**YOUR ASSIGNMENT:** Your task is to work out how many lines in the data include the word "that". Reply with the number alone.

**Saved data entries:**
━━━━━━

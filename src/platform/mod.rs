//! OS collaborators: resource metrics, process table, display capture.
//!
//! Everything here is blocking. Actions call into it from
//! `tokio::task::spawn_blocking`.

pub mod capture;
pub mod probe;

pub use capture::{default_grabber, encode_png, RawFrame, ScreenGrabber, UnsupportedGrabber};
#[cfg(feature = "screen-capture")]
pub use capture::XcapGrabber;
pub use probe::{ProcessEntry, ResourceUsage, SysinfoProbe, SystemProbe};
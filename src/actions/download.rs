use super::traits::{Action, ActionResult, BinaryOutput};
use crate::error::ActionError;
use crate::protocol::Verb;
use async_trait::async_trait;
use std::path::Path;

/// `/download <target> <path>`: send a local file back as an attachment.
pub struct DownloadAction;

#[async_trait]
impl Action for DownloadAction {
    fn verb(&self) -> Verb {
        Verb::Download
    }

    fn description(&self) -> &str {
        "Download a file from the machine"
    }

    async fn execute(&self, argument: Option<&str>) -> ActionResult {
        let path = argument.map(clean_path).unwrap_or_default();
        if path.is_empty() {
            tracing::warn!("Download command missing file path");
            return ActionResult::failure(ActionError::Usage(Verb::Download.usage()));
        }

        match read_regular_file(path).await {
            Ok(bytes) => {
                let file_name = Path::new(path)
                    .file_name()
                    .map_or_else(|| "file".to_string(), |n| n.to_string_lossy().to_string());
                tracing::debug!("Read {} bytes from {path}", bytes.len());
                ActionResult::Binary(BinaryOutput::document(
                    bytes,
                    &file_name,
                    &format!("File: {path}"),
                ))
            }
            Err(e) => {
                tracing::warn!("Download of {path} failed: {e}");
                ActionResult::failure(e)
            }
        }
    }
}

/// Trim whitespace, then any surrounding double quotes, then single quotes.
fn clean_path(raw: &str) -> &str {
    raw.trim().trim_matches('"').trim_matches('\'')
}

/// Anything that is not a readable regular file is "not found"; a regular
/// file that cannot be read reports the OS error.
async fn read_regular_file(path: &str) -> Result<Vec<u8>, ActionError> {
    match tokio::fs::metadata(path).await {
        Ok(meta) if meta.is_file() => Ok(tokio::fs::read(path).await?),
        _ => Err(ActionError::NotFound),
    }
}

━━━━━━

**EXERCISE RESULT:** 2